There are some risk factors connected to sporting events on college campuses that help us with understanding these statistics. Many of these factors are linked with the increased use of alcohol and drugs before, during, and after popular sporting events. Assaults are particularly high when we look at schools with Division 1 teams (Lindo, 2018). Sporting events can cause a lot of excitement both from the campus and the surrounding communities. This excitement results in tailgating, parties, and other forms of gatherings that can involve excessive drinking. During this time students from various organizations and groups throw parties where alcohol is easily accessible to all, including those who are underage. Studies have found that excessive drinking is a leading factor of sexual assault during a students time on campus (Lindo et al, 2018).

As we explore the culture of drinking that surrounds popular sporting events on college campuses, it is fair to ask: Do these games put too much pressure on young students to participate in excessive drinking that can push many past their limits? The same study referenced in the first paragraph, found that it wasn’t just sexual violence that increased on game days, but home games also increase arrests for disorderly conduct by 54 percent, drunk driving by 20 percent, drunkenness by 87 percent, and liquor law violations by 102 percent over two days (Lindo et al, 2018). 

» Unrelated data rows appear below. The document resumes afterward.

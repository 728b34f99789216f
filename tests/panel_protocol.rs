// Wire-level protocol behavior: routing, reply formats, detection.
mod common;

use chiron_panel::config::PanelKindConfig;
use chiron_panel::controller::context::PanelKind;
use chiron_panel::file_navigator::MemoryMediaStore;
use chiron_panel::firmware::{FirmwareEvent, MediaEvent};
use common::Rig;

#[tokio::test]
async fn info_replies_carry_the_request_code_prefix() {
    let mut rig = Rig::new();
    for code in 0..=7 {
        rig.send(&format!("A{code}")).await;
        let reply = rig.last_reply().unwrap();
        assert!(
            reply.starts_with(&format!("A{code}V")),
            "A{code} replied {reply:?}"
        );
    }
}

#[tokio::test]
async fn temperature_queries_report_firmware_values() {
    let mut rig = Rig::new();
    rig.sim.with(|s| {
        s.hotend_temp = 205.5;
        s.hotend_target = 210.0;
        s.bed_temp = 59.4;
        s.bed_target = 60.0;
    });
    rig.send("A0").await;
    assert_eq!(rig.last_reply().unwrap(), "A0V 205.50");
    rig.send("A1").await;
    assert_eq!(rig.last_reply().unwrap(), "A1V 210.00");
    rig.send("A2").await;
    assert_eq!(rig.last_reply().unwrap(), "A2V 59.40");
    rig.send("A3").await;
    assert_eq!(rig.last_reply().unwrap(), "A3V 60.00");
}

#[tokio::test]
async fn progress_is_a_placeholder_without_a_media_print() {
    let mut rig = Rig::new();
    rig.send("A6").await;
    assert_eq!(rig.last_reply().unwrap(), "A6V ---");

    rig.sim.with(|s| {
        s.printing_from_media = true;
        s.progress_percent = 7;
    });
    rig.send("A6").await;
    assert_eq!(rig.last_reply().unwrap(), "A6V 07");
}

#[tokio::test]
async fn print_time_is_zero_padded_hours_and_minutes() {
    let mut rig = Rig::new();
    rig.sim.with(|s| s.elapsed_seconds = 3723); // 62 minutes
    rig.send("A7").await;
    assert_eq!(rig.last_reply().unwrap(), "A7V 01:02");
}

#[tokio::test(start_paused = true)]
async fn file_list_reports_missing_card() {
    let mut rig = Rig::with_media(MemoryMediaStore::absent());
    rig.send("A8 S0").await;
    assert_eq!(rig.last_reply().unwrap(), "J02");
}

#[tokio::test]
async fn file_list_page_is_framed() {
    let mut rig = Rig::new();
    rig.send("A8 S0").await;
    let replies = rig.replies();
    assert_eq!(replies.first().unwrap(), "FN ");
    assert_eq!(replies.last().unwrap(), "END");
    // Folders first, then files, token line before display line.
    assert_eq!(replies[1], "calibration");
    assert_eq!(replies[2], "calibration/");
    assert_eq!(replies[3], "/benchy.gco");
    assert_eq!(replies[4], "benchy.gco");
}

#[tokio::test]
async fn firmware_info_reports_version_then_pending_error_once() {
    let mut rig = Rig::new();
    rig.send("A33").await;
    assert_eq!(rig.last_reply().unwrap(), "J33 2.1.2");

    rig.fire(FirmwareEvent::Media(MediaEvent::Error));
    assert_eq!(rig.last_reply().unwrap(), "J02");
    rig.send("A33").await;
    assert_eq!(rig.last_reply().unwrap(), "J33 Error: no SD card");

    // The error is consumed by the read.
    rig.send("A33").await;
    assert_eq!(rig.last_reply().unwrap(), "J33 2.1.2");
}

#[tokio::test]
async fn feedrate_is_a_combined_read_write_command() {
    let mut rig = Rig::new();
    rig.send("A20").await;
    assert_eq!(rig.last_reply().unwrap(), "A20V 100");

    rig.send("A20 S150").await;
    rig.assert_no_reply();
    assert_eq!(rig.sim.with(|s| s.feedrate_percent), 150);

    rig.send("A20").await;
    assert_eq!(rig.last_reply().unwrap(), "A20V 150");
}

#[tokio::test]
async fn unroutable_codes_get_the_empty_acknowledgement() {
    let mut rig = Rig::new();
    rig.send("A99").await;
    assert_eq!(rig.last_reply().unwrap(), "");
    rig.send("A37").await;
    assert_eq!(rig.last_reply().unwrap(), "");
}

#[tokio::test]
async fn codeless_lines_get_the_empty_acknowledgement_once_the_panel_is_known() {
    let mut rig = Rig::new();
    rig.send("garbage line").await;
    assert_eq!(rig.last_reply().unwrap(), "");
}

#[tokio::test]
async fn standard_panel_is_detected_from_the_size_response() {
    let mut rig = Rig::with_panel_kind(PanelKindConfig::Auto);
    rig.send("SXY 480 320").await;
    // Detection consumes the line without acknowledging it.
    rig.assert_no_reply();
    assert_eq!(rig.controller.context().panel_kind, PanelKind::Standard);
}

#[tokio::test]
async fn new_panel_is_detected_from_the_register_dump() {
    let mut rig = Rig::with_panel_kind(PanelKindConfig::Auto);
    rig.send("[0]=0").await;
    rig.assert_no_reply();
    assert_eq!(rig.controller.context().panel_kind, PanelKind::New);
}

#[tokio::test]
async fn coordinate_query_labels_all_axes() {
    let mut rig = Rig::new();
    rig.sim.with(|s| {
        s.positions.insert(chiron_panel::firmware::Axis::X, 110.0);
        s.positions.insert(chiron_panel::firmware::Axis::Y, 205.0);
        s.positions.insert(chiron_panel::firmware::Axis::Z, 1.2);
    });
    rig.send("A5").await;
    assert_eq!(rig.last_reply().unwrap(), "A5V X: 110.00 Y: 205.00 Z: 1.20");
}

However, there are ways that colleges and universities can combat these issues on their campuses and work to create safe environments for students on game days. First, schools can include prevention education into various programs, activities and even curriculum, which would entail talking about consent and bystander intervention to students. It is also important to address alcohol misuse reduction as a related topic and working with students on responsible drinking. This could look like universities hosting tailgates where free food is available and alcohol is not permitted on the grounds. This would ensure a safer option for students who want to participate in game day activities. Hosting a tailgate would also provide a way for students to "sober up" before that game if they have chosen to drink prior to attending. These are all great places to start, but there must be a collective and combined effort in order to reduce risk during sporting events and on campus overall. If these types of programs are implemented, then we can start the work to reduce the number of sexual assaults that occur before, during, and after game day.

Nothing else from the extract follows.